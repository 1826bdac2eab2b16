//! Configuration loading for folio.

use std::path::{Path, PathBuf};

use anyhow::Context;
use directories::{BaseDirs, ProjectDirs};
use serde::Deserialize;

use crate::search::{DEFAULT_LIMIT, DEFAULT_MIN_SCORE};

/// Environment variable naming an explicit config file.
pub const CONFIG_ENV: &str = "FOLIO_CONFIG";

/// Top-level configuration loaded from config.toml.
#[derive(Debug, Default, Deserialize)]
pub struct Config {
    #[serde(default)]
    pub corpus: CorpusConfig,
    #[serde(default)]
    pub search: SearchConfig,
}

/// Where the portfolio corpus lives.
#[derive(Debug, Default, Deserialize)]
pub struct CorpusConfig {
    /// JSON corpus file. The embedded corpus is used when unset.
    pub path: Option<String>,
}

/// Defaults applied to searches that don't override them.
#[derive(Debug, Deserialize)]
pub struct SearchConfig {
    #[serde(default = "default_limit")]
    pub limit: usize,
    #[serde(default = "default_min_score")]
    pub min_score: f64,
    #[serde(default = "default_highlights")]
    pub highlights: bool,
}

fn default_limit() -> usize {
    DEFAULT_LIMIT
}

fn default_min_score() -> f64 {
    DEFAULT_MIN_SCORE
}

fn default_highlights() -> bool {
    true
}

impl Default for SearchConfig {
    fn default() -> Self {
        Self {
            limit: default_limit(),
            min_score: default_min_score(),
            highlights: default_highlights(),
        }
    }
}

impl Config {
    /// Load config from `$FOLIO_CONFIG` or ~/.config/folio/config.toml,
    /// or return defaults when the file doesn't exist.
    ///
    /// # Errors
    ///
    /// Returns an error if the file exists but cannot be read or parsed.
    pub fn load() -> anyhow::Result<Self> {
        match Self::config_path() {
            Some(path) if path.exists() => Self::load_from(&path),
            _ => Ok(Self::default()),
        }
    }

    /// Load config from a specific file.
    ///
    /// # Errors
    ///
    /// Returns an error if the file cannot be read or parsed.
    pub fn load_from(path: &Path) -> anyhow::Result<Self> {
        let contents = std::fs::read_to_string(path)
            .with_context(|| format!("Failed to read config {}", path.display()))?;
        let config: Config = toml::from_str(&contents)
            .with_context(|| format!("Failed to parse config {}", path.display()))?;

        tracing::debug!(path = %path.display(), "loaded config");
        Ok(config)
    }

    #[must_use]
    pub fn config_path() -> Option<PathBuf> {
        if let Some(path) = std::env::var_os(CONFIG_ENV) {
            return Some(PathBuf::from(path));
        }

        ProjectDirs::from("", "", "folio").map(|dirs| dirs.config_dir().join("config.toml"))
    }

    /// The configured corpus path with `~` expanded.
    #[must_use]
    pub fn corpus_path(&self) -> Option<PathBuf> {
        self.corpus.path.as_deref().map(expand_tilde)
    }
}

/// Expand ~ to the user's home directory.
#[must_use]
pub fn expand_tilde(path: &str) -> PathBuf {
    if let Some(rest) = path.strip_prefix("~/")
        && let Some(base_dirs) = BaseDirs::new()
    {
        return base_dirs.home_dir().join(rest);
    }
    PathBuf::from(path)
}

#[cfg(test)]
mod tests {
    use super::*;

    #[test]
    fn empty_file_uses_defaults() {
        let config: Config = toml::from_str("").unwrap();

        assert!(config.corpus.path.is_none());
        assert_eq!(config.search.limit, DEFAULT_LIMIT);
        assert!(config.search.highlights);
    }

    #[test]
    fn partial_search_section() {
        let config: Config = toml::from_str("[search]\nlimit = 3\n").unwrap();

        assert_eq!(config.search.limit, 3);
        assert!((config.search.min_score - DEFAULT_MIN_SCORE).abs() < f64::EPSILON);
    }

    #[test]
    fn corpus_path_is_expanded() {
        let config: Config = toml::from_str("[corpus]\npath = \"~/corpus.json\"\n").unwrap();

        let path = config.corpus_path().unwrap();
        assert!(!path.to_string_lossy().starts_with('~'));
        assert!(path.ends_with("corpus.json"));
    }
}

···

→ **WORK INSTRUCTION**
The required answer is the line with "assert!(config.search.highlights);" plus every line after it to the end of the entries above, transcribed exactly.

→ **EXERCISE ANSWER**
        assert!(config.search.highlights);
    }

    #[test]
    fn partial_search_section() {
        let config: Config = toml::from_str("[search]\nlimit = 3\n").unwrap();

        assert_eq!(config.search.limit, 3);
        assert!((config.search.min_score - DEFAULT_MIN_SCORE).abs() < f64::EPSILON);
    }

    #[test]
    fn corpus_path_is_expanded() {
        let config: Config = toml::from_str("[corpus]\npath = \"~/corpus.json\"\n").unwrap();

        let path = config.corpus_path().unwrap();
        assert!(!path.to_string_lossy().starts_with('~'));
        assert!(path.ends_with("corpus.json"));
    }
}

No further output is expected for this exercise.